君との恋は面倒すぎる

 それから数日後のHR、班も決まり、宿泊部屋や、移動の時の座席も決まり、最後の班行動の確認をまた集まってしていた。


「こんな感じかな、流れは」


 薫くんの声に何か反論が出たりはしない。

 班行動自体は修学旅行中はそんなに多くない。

 水族館なども行く予定だけれど、そこは建物内であれば、自由行動だし、海で過ごす時間も自由行動なので、ほとんど自由に過ごせるような行程になっている。

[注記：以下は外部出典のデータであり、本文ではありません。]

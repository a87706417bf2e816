// src/lib.rs
//! callsite: build method-call expressions against a typed entity model,
//! resolve calls by name, and execute them with addressable write-back.

pub mod cli;
pub mod commands;
pub mod errors;
pub mod fixtures;
pub mod scenarios;

pub use callsite_codegen::{Callable, CompileError, ExecutionStrategy, compile};
pub use callsite_expr::{
    AddressableLocation, CallNode, CallTarget, Expr, ExprFactory, ExprKind, Lambda, classify,
    display,
};
pub use callsite_identity::{FieldId, MethodId, ParamId, PropertyId, TypeDefId};
pub use callsite_runtime::{NativeRegistry, Runtime, RuntimeError, Value};
pub use callsite_sema::{
    CallError, CompilationDb, FieldKind, MethodDefBuilder, ParamMode, ResolveTarget, Slot,
    TypeDefKind, TypeId, resolve_method,
};
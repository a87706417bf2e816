// resolve/tests.rs
//
// Unit tests for name-based method resolution.

use super::*;
use crate::entity_defs::TypeDefKind;
use crate::entity_registry::MethodDefBuilder;
use crate::generic::TypeConstraint;
use callsite_identity::TypeDefId;

struct Universe {
    db: CompilationDb,
    host: TypeDefId,
    host_ty: TypeId,
}

/// A class `Host` with a spread of overloads and generic shapes.
fn universe() -> Universe {
    let mut db = CompilationDb::new();
    let host = db.define_type("Host", TypeDefKind::Class, &[]);
    let host_ty = db.self_type(host);

    db.define_method(MethodDefBuilder::new(host, "Method", TypeId::VOID));
    db.define_method(MethodDefBuilder::new(host, "Method", TypeId::VOID).param("x", TypeId::I32));
    db.define_method(
        MethodDefBuilder::new(host, "StaticMethod", TypeId::VOID)
            .is_static(true)
            .param("s", TypeId::STRING),
    );

    let (tp, _) = db.fresh_type_param("T");
    db.define_method(
        MethodDefBuilder::new(host, "Generic", TypeId::VOID)
            .is_static(true)
            .type_param(tp),
    );

    let (tp, t2) = db.fresh_type_param("T");
    db.define_method(
        MethodDefBuilder::new(host, "Echo", t2)
            .is_static(true)
            .type_param(tp)
            .param("value", t2),
    );

    let (tp, t3) = db.fresh_type_param("T");
    let tp = tp.with_constraint(TypeConstraint::ValueType);
    db.define_method(
        MethodDefBuilder::new(host, "Constrained", TypeId::VOID)
            .is_static(true)
            .type_param(tp)
            .param("value", t3),
    );

    db.define_method(
        MethodDefBuilder::new(host, "Hidden", TypeId::VOID)
            .is_static(true)
            .is_public(false),
    );
    db.define_method(
        MethodDefBuilder::new(host, "Shadowed", TypeId::I32)
            .is_static(true)
            .is_public(false)
            .param("o", TypeId::OBJECT),
    );
    db.define_method(
        MethodDefBuilder::new(host, "Shadowed", TypeId::I64)
            .is_static(true)
            .param("s", TypeId::STRING),
    );

    Universe { db, host, host_ty }
}

#[test]
fn resolves_overload_by_arity() {
    let mut u = universe();
    let target = ResolveTarget::instance(u.host_ty);
    let none = resolve_method(&mut u.db, target, "Method", None, &[]).unwrap();
    let one = resolve_method(&mut u.db, target, "Method", None, &[Some(TypeId::I32)]).unwrap();
    assert_eq!(u.db.method(none).param_count(), 0);
    assert_eq!(u.db.method(one).param_count(), 1);
}

#[test]
fn name_matching_ignores_case() {
    let mut u = universe();
    let target = ResolveTarget::static_on(u.host_ty);
    let found =
        resolve_method(&mut u.db, target, "staticmethod", None, &[Some(TypeId::STRING)]).unwrap();
    assert_eq!(u.db.method(found).name, "StaticMethod");
}

#[test]
fn call_form_filters_candidates() {
    let mut u = universe();
    let err = resolve_method(
        &mut u.db,
        ResolveTarget::instance(u.host_ty),
        "StaticMethod",
        None,
        &[Some(TypeId::STRING)],
    )
    .unwrap_err();
    assert!(matches!(err, CallError::MethodNotFound { .. }));
}

#[test]
fn open_generic_without_inference_is_not_found() {
    let mut u = universe();
    let err = resolve_method(&mut u.db, ResolveTarget::static_on(u.host_ty), "Generic", None, &[])
        .unwrap_err();
    assert!(matches!(err, CallError::MethodNotFound { .. }));
}

#[test]
fn explicit_type_arguments_close_the_method() {
    let mut u = universe();
    let target = ResolveTarget::static_on(u.host_ty);
    let found =
        resolve_method(&mut u.db, target, "Generic", Some(&[Some(TypeId::STRING)]), &[]).unwrap();
    assert!(u.db.is_closed(found));
    let origin = u.db.method(found).generic_origin.as_ref().unwrap();
    assert_eq!(origin.type_args.as_slice(), &[TypeId::STRING]);
}

#[test]
fn wrong_type_argument_count_is_not_found() {
    let mut u = universe();
    let target = ResolveTarget::static_on(u.host_ty);
    let err = resolve_method(
        &mut u.db,
        target,
        "Generic",
        Some(&[Some(TypeId::I32), Some(TypeId::I32)]),
        &[],
    )
    .unwrap_err();
    assert!(matches!(err, CallError::MethodNotFound { .. }));

    let err = resolve_method(
        &mut u.db,
        target,
        "StaticMethod",
        Some(&[Some(TypeId::I32)]),
        &[Some(TypeId::STRING)],
    )
    .unwrap_err();
    assert!(matches!(err, CallError::MethodNotFound { .. }));
}

#[test]
fn empty_type_argument_list_means_not_supplied() {
    let mut u = universe();
    let target = ResolveTarget::static_on(u.host_ty);
    let found =
        resolve_method(&mut u.db, target, "StaticMethod", Some(&[]), &[Some(TypeId::STRING)]);
    assert!(found.is_ok());
}

#[test]
fn null_type_argument_is_argument_null() {
    let mut u = universe();
    let err = resolve_method(
        &mut u.db,
        ResolveTarget::static_on(u.host_ty),
        "Generic",
        Some(&[None]),
        &[],
    )
    .unwrap_err();
    assert_eq!(err, CallError::null(Slot::TypeArguments));
}

#[test]
fn inference_binds_from_arguments() {
    let mut u = universe();
    let found = resolve_method(
        &mut u.db,
        ResolveTarget::static_on(u.host_ty),
        "Echo",
        None,
        &[Some(TypeId::STRING)],
    )
    .unwrap();
    assert_eq!(u.db.method(found).return_type, TypeId::STRING);
}

#[test]
fn constraint_violation_is_terminal() {
    let mut u = universe();
    let target = ResolveTarget::static_on(u.host_ty);
    let err = resolve_method(
        &mut u.db,
        target,
        "Constrained",
        Some(&[Some(TypeId::STRING)]),
        &[Some(TypeId::STRING)],
    )
    .unwrap_err();
    assert!(matches!(err, CallError::ConstraintViolation { .. }));

    let err = resolve_method(&mut u.db, target, "Constrained", None, &[Some(TypeId::STRING)])
        .unwrap_err();
    assert!(matches!(err, CallError::ConstraintViolation { .. }));

    assert!(
        resolve_method(&mut u.db, target, "Constrained", None, &[Some(TypeId::I32)]).is_ok()
    );
}

#[test]
fn null_argument_at_matching_arity_is_argument_null() {
    let mut u = universe();
    let err = resolve_method(
        &mut u.db,
        ResolveTarget::static_on(u.host_ty),
        "StaticMethod",
        None,
        &[None],
    )
    .unwrap_err();
    assert_eq!(err, CallError::null(Slot::Arguments));
}

#[test]
fn public_candidates_shadow_non_public_ones() {
    let mut u = universe();
    let target = ResolveTarget::static_on(u.host_ty);
    let found =
        resolve_method(&mut u.db, target, "Shadowed", None, &[Some(TypeId::STRING)]).unwrap();
    assert_eq!(u.db.method(found).return_type, TypeId::I64);

    // A lone non-public candidate is still found.
    assert!(resolve_method(&mut u.db, target, "Hidden", None, &[]).is_ok());
}

#[test]
fn inherited_methods_are_found() {
    let mut u = universe();
    let derived = u.db.define_type("Derived", TypeDefKind::Class, &[]);
    u.db.entities.set_base(derived, u.host_ty);
    let derived_ty = u.db.self_type(derived);
    let found =
        resolve_method(&mut u.db, ResolveTarget::instance(derived_ty), "Method", None, &[]).unwrap();
    assert_eq!(u.db.method(found).defining_type, u.host);
}

#[test]
fn not_found_names_the_type() {
    let mut u = universe();
    let err = resolve_method(&mut u.db, ResolveTarget::instance(u.host_ty), "Missing", None, &[])
        .unwrap_err();
    assert!(err.to_string().contains("'Host'"));
}
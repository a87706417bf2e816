// src/commands/run.rs

use std::process::ExitCode;

use crate::cli::ColorMode;
use crate::errors::{ScenarioError, render_to_stderr};
use crate::scenarios::Scenario;
use callsite_codegen::ExecutionStrategy;

/// Run one scenario and print the expression and each invocation's result.
pub fn run_scenario(
    name: &str,
    strategy: ExecutionStrategy,
    invocations: Option<usize>,
    color: ColorMode,
) -> ExitCode {
    match try_run(name, strategy, invocations) {
        Ok(()) => ExitCode::SUCCESS,
        Err(err) => {
            render_to_stderr(&err, color);
            ExitCode::FAILURE
        }
    }
}

fn try_run(
    name: &str,
    strategy: ExecutionStrategy,
    invocations: Option<usize>,
) -> Result<(), ScenarioError> {
    let scenario: Scenario = name.parse()?;
    let count = invocations.unwrap_or_else(|| scenario.default_invocations());
    let outcome = scenario.run(strategy, count)?;
    println!("{} [{}]: {}", scenario, strategy, outcome.expression);
    println!("  {}", outcome.rendered_results());
    Ok(())
}
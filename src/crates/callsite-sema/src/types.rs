// src/crates/callsite-sema/src/types.rs
//
// Primitive type kinds and compile-time constant values.

use std::fmt;

/// Built-in value-type primitives. `string`, `object` and `Type` are reference
/// types and live directly in the arena as their own `SemaType` variants.
#[derive(Debug, Clone, Copy, PartialEq, Eq, Hash)]
pub enum PrimitiveType {
    Bool,
    I32,
    U32,
    I64,
    F64,
}

impl PrimitiveType {
    pub fn name(self) -> &'static str {
        match self {
            PrimitiveType::Bool => "bool",
            PrimitiveType::I32 => "i32",
            PrimitiveType::U32 => "u32",
            PrimitiveType::I64 => "i64",
            PrimitiveType::F64 => "f64",
        }
    }
}

impl fmt::Display for PrimitiveType {
    fn fmt(&self, f: &mut fmt::Formatter<'_>) -> fmt::Result {
        f.write_str(self.name())
    }
}

/// Value of a literal (`const`) field or a constant expression.
#[derive(Debug, Clone, PartialEq)]
pub enum ConstantValue {
    Bool(bool),
    I32(i32),
    U32(u32),
    I64(i64),
    F64(f64),
    Str(String),
}

impl fmt::Display for ConstantValue {
    fn fmt(&self, f: &mut fmt::Formatter<'_>) -> fmt::Result {
        match self {
            ConstantValue::Bool(b) => write!(f, "{b}"),
            ConstantValue::I32(v) => write!(f, "{v}"),
            ConstantValue::U32(v) => write!(f, "{v}"),
            ConstantValue::I64(v) => write!(f, "{v}"),
            ConstantValue::F64(v) => write!(f, "{v}"),
            ConstantValue::Str(s) => write!(f, "\"{s}\""),
        }
    }
}
//! First-class identity types for reflected entities.
//!
//! These types provide type-safe identifiers for type definitions, methods, fields,
//! properties, generic parameters and expression parameters, preventing mix-ups
//! between different entity kinds. Every id is an index into the arena that owns it.

macro_rules! define_entity_id {
    ($(#[$meta:meta])* $vis:vis struct $name:ident;) => {
        $(#[$meta])*
        #[derive(Debug, Clone, Copy, PartialEq, Eq, Hash, PartialOrd, Ord)]
        $vis struct $name(u32);

        impl $name {
            pub fn new(index: u32) -> Self {
                Self(index)
            }

            pub fn index(self) -> u32 {
                self.0
            }
        }
    };
}

define_entity_id! {
    /// Identity for a type definition (class, struct or primitive)
    pub struct TypeDefId;
}

define_entity_id! {
    /// Identity for a method descriptor, generic definitions and their
    /// closed instantiations alike
    pub struct MethodId;
}

define_entity_id! {
    /// Identity for a field (always has a defining type)
    pub struct FieldId;
}

define_entity_id! {
    /// Identity for a property or indexer (always has a defining type)
    pub struct PropertyId;
}

define_entity_id! {
    /// Identity for a generic type parameter (e.g. T in `Wrapper<T>` or `Method<T>(T t)`)
    pub struct TypeParamId;
}

define_entity_id! {
    /// Identity for a parameter expression; bound to a frame slot at compile time
    pub struct ParamId;
}

impl std::fmt::Display for ParamId {
    fn fmt(&self, f: &mut std::fmt::Formatter<'_>) -> std::fmt::Result {
        write!(f, "p{}", self.0)
    }
}

#[cfg(test)]
mod tests {
    use super::*;

    #[test]
    fn ids_round_trip_their_index() {
        assert_eq!(MethodId::new(7).index(), 7);
        assert_eq!(FieldId::new(0).index(), 0);
    }

    #[test]
    fn ids_of_equal_index_compare_equal() {
        assert_eq!(TypeDefId::new(3), TypeDefId::new(3));
        assert_ne!(TypeParamId::new(1), TypeParamId::new(2));
        assert!(ParamId::new(1) < ParamId::new(2));
    }
}
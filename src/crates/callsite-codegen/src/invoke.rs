// src/crates/callsite-codegen/src/invoke.rs
//
// The call boundary shared by both strategies: copy receiver and arguments in,
// run the body, write back whatever storage allows it.

use smallvec::SmallVec;

use crate::errors::{CompileError, CompileResult};
use crate::frame::Frame;
use crate::place::Place;
use callsite_identity::MethodId;
use callsite_runtime::{Runtime, RuntimeError, Value};
use callsite_sema::{CompilationDb, ParamMode, TypeId};

/// How the receiver of a call is passed, decided at compile time.
#[derive(Debug, Clone, Copy, PartialEq, Eq)]
pub enum ReceiverMode {
    /// Static method
    Absent,
    /// Reference-typed receivers and methods declared on `object`
    Value,
    /// Value-type instance method: the receiver's storage is used in place
    Place,
}

/// An evaluated receiver.
#[derive(Debug)]
pub enum Receiver {
    Absent,
    Value(Value),
    Place(Place),
}

/// An evaluated argument.
#[derive(Debug)]
pub enum Argument {
    Value(Value),
    /// A by-reference argument; `out` arguments ignore the current value
    ByRef { place: Place, mode: ParamMode },
}

pub type Arguments = SmallVec<[Argument; 4]>;

/// Receiver passing mode for `method` called on an expression of type `receiver_ty`.
pub fn receiver_mode(db: &CompilationDb, method: MethodId, receiver_ty: Option<TypeId>) -> ReceiverMode {
    let def = db.method(method);
    if def.is_static {
        return ReceiverMode::Absent;
    }
    match receiver_ty {
        Some(ty) if db.types.is_value_type(ty) && def.declaring_type != TypeId::OBJECT => {
            ReceiverMode::Place
        }
        _ => ReceiverMode::Value,
    }
}

/// Parameter passing modes of a call, in argument order.
pub fn param_modes(db: &CompilationDb, method: MethodId) -> SmallVec<[ParamMode; 4]> {
    db.method(method).params.iter().map(|p| p.mode).collect()
}

/// Whether a method has a body the runtime can run.
pub fn check_body(rt: &Runtime, method: MethodId) -> CompileResult<()> {
    if rt.has_body(method) {
        Ok(())
    } else {
        Err(CompileError::MissingBody {
            method: rt.db().display_method(method),
        })
    }
}

/// Invoke `method`, then write the receiver and by-ref arguments back.
#[tracing::instrument(level = "trace", skip_all, fields(method = ?method))]
pub fn invoke(
    frame: &mut Frame,
    rt: &Runtime,
    method: MethodId,
    receiver: Receiver,
    args: Arguments,
) -> Result<Value, RuntimeError> {
    let def = rt.db().method(method);
    let mut values: SmallVec<[Value; 4]> = SmallVec::with_capacity(args.len());
    for (arg, param) in args.iter().zip(&def.params) {
        let value = match arg {
            Argument::Value(value) => value.clone(),
            Argument::ByRef {
                mode: ParamMode::Out,
                ..
            } => rt.default_value(rt.db().types.element_of_by_ref(param.ty)),
            Argument::ByRef { place, .. } => place.load(frame, rt)?,
        };
        values.push(value);
    }

    // Mutations made before a body fails are still written back; the body's
    // error takes precedence over a failed store.
    let result = match receiver {
        Receiver::Absent => rt.invoke_native(method, None, &mut values),
        Receiver::Value(mut value) => {
            if value.is_null() {
                return Err(RuntimeError::null_reference(def.name.clone()));
            }
            rt.invoke_native(method, Some(&mut value), &mut values)
        }
        Receiver::Place(place) => {
            let mut value = place.load(frame, rt)?;
            let result = rt.invoke_native(method, Some(&mut value), &mut values);
            if place.is_addressable() {
                let stored = place.store(frame, rt, value);
                result.and_then(|result| stored.map(|()| result))
            } else {
                result
            }
        }
    };

    let mut write_back: Result<(), RuntimeError> = Ok(());
    for (arg, value) in args.iter().zip(values) {
        if let Argument::ByRef { place, .. } = arg
            && place.is_addressable()
        {
            let stored = place.store(frame, rt, value);
            write_back = write_back.and(stored);
        }
    }
    let result = result?;
    write_back?;
    Ok(result)
}
// interp/tests.rs
//
// Lowering shape tests and interpreter-specific behaviour.

use std::sync::Arc;

use super::*;
use crate::frame::Bindings;
use crate::invoke::ReceiverMode;
use crate::strategy::Executable;
use callsite_expr::{ExprFactory, Lambda};
use callsite_identity::MethodId;
use callsite_runtime::{NativeRegistry, Runtime, Value};
use callsite_sema::{CompilationDb, FieldKind, MethodDefBuilder, ParamMode, TypeDefKind, TypeId};

struct Setup {
    db: CompilationDb,
    point_ty: TypeId,
    bump: MethodId,
    by_ref: MethodId,
}

fn setup() -> Setup {
    let mut db = CompilationDb::new();
    let point = db.define_type("Point", TypeDefKind::Struct, &[]);
    let point_ty = db.self_type(point);
    db.define_field(point, "x", TypeId::I32, FieldKind::Instance);
    let bump = db.define_method(MethodDefBuilder::new(point, "Bump", TypeId::I32));
    let ops = db.define_type("Ops", TypeDefKind::Class, &[]);
    let by_ref = db.define_method(
        MethodDefBuilder::new(ops, "Inc", TypeId::VOID)
            .is_static(true)
            .ref_param("x", TypeId::I32),
    );
    Setup {
        db,
        point_ty,
        bump,
        by_ref,
    }
}

fn natives(s: &Setup) -> NativeRegistry {
    let mut natives = NativeRegistry::new();
    natives.register(s.bump, |args| {
        let x = args.load_field(0)?.as_i32().unwrap_or_default();
        args.store_field(0, Value::I32(x + 1))?;
        Ok(Value::I32(x))
    });
    natives.register(s.by_ref, |args| {
        let x = args.arg_i32(0)?;
        *args.arg_mut(0)? = Value::I32(x + 1);
        Ok(Value::Void)
    });
    natives
}

fn lower(rt: &Runtime, lambda: &Lambda) -> (Program, Bindings) {
    let mut bindings = Bindings::for_lambda(lambda).unwrap();
    let program = Lowering::new(rt, &mut bindings).lower(&lambda.body).unwrap();
    (program, bindings)
}

#[test]
fn value_type_receiver_is_passed_as_a_place() {
    let mut s = setup();
    let natives = natives(&s);
    let mut f = ExprFactory::new(&mut s.db);
    let p = f.parameter(s.point_ty, Some("p"));
    let call = f.call_instance(p.clone(), s.bump, Vec::new()).unwrap();
    let lambda = f.lambda(call, vec![p]);
    let rt = Runtime::new(Arc::new(s.db), natives);

    let (program, _) = lower(&rt, &lambda);
    assert!(matches!(
        program.instructions(),
        [
            Instr::AddrParam(0),
            Instr::Call {
                receiver: ReceiverMode::Place,
                ..
            }
        ]
    ));
}

#[test]
fn by_ref_argument_through_a_constant_is_detached() {
    let mut s = setup();
    let natives = natives(&s);
    let mut f = ExprFactory::new(&mut s.db);
    let five = f.i32(5);
    let call = f.call_static(s.by_ref, [five]).unwrap();
    let lambda = f.lambda(call, Vec::new());
    let rt = Runtime::new(Arc::new(s.db), natives);

    let (program, _) = lower(&rt, &lambda);
    match program.instructions() {
        [Instr::LoadConst(Value::I32(5)), Instr::Detach, Instr::Call { args, .. }] => {
            assert_eq!(args.as_slice(), &[ParamMode::Ref]);
        }
        other => panic!("unexpected lowering: {other:?}"),
    }
}

#[test]
fn block_pops_all_but_the_last_value() {
    let mut s = setup();
    let natives = natives(&s);
    let mut f = ExprFactory::new(&mut s.db);
    let p = f.parameter(TypeId::I32, Some("x"));
    let call = f.call_static(s.by_ref, [p.clone()]).unwrap();
    let body = f.block(vec![call, p.clone()]);
    let lambda = f.lambda(body, vec![p]);
    let rt = Runtime::new(Arc::new(s.db), natives);

    let (program, bindings) = lower(&rt, &lambda);
    assert!(matches!(program.instructions().last(), Some(Instr::LoadParam(0))));
    assert!(program.instructions().iter().any(|i| matches!(i, Instr::Pop)));

    let mut frame = crate::frame::Frame::new(&[Value::I32(41)], bindings.temp_count());
    assert_eq!(program.execute(&mut frame, &rt), Ok(Value::I32(42)));
}

#[test]
fn empty_program_yields_void() {
    let s = setup();
    let rt = Runtime::new(Arc::new(s.db), NativeRegistry::new());
    let program = Program { code: Vec::new() };
    let mut frame = crate::frame::Frame::new(&[], 0);
    assert_eq!(program.execute(&mut frame, &rt), Ok(Value::Void));
}

#[test]
fn stack_underflow_is_an_error_not_a_panic() {
    let s = setup();
    let rt = Runtime::new(Arc::new(s.db), NativeRegistry::new());
    let program = Program {
        code: vec![Instr::Pop],
    };
    let mut frame = crate::frame::Frame::new(&[], 0);
    assert!(program.execute(&mut frame, &rt).is_err());
}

 そこまで考え、海で今日の放課後の予定を思い出した。

 今日は紗月と買い物に行こうと、話をしていた。

 水着とかも買いたいし!
 蒼空くんが私の水着姿に倒れちゃったらどうしよう。

 そんな有り得ない想像をしてキャー!と一人で盛り上がり、両手で顔を覆って顔を軽く振っていた。

 そんな私を見た澤山くんが「はは、大丈夫そ?お宅の彼女」と、苦笑いしていた。

 それに対して蒼空くんは呆れた顔でこちらを見るだけ。

 私は今やテンションの上りでまったく、何を言われても聞こえていない。


「大丈夫、発作だから」


 なぜか薫くんが、そう答える。

 好き勝手言われてるけど、否定できないほどには確かに浮かれている。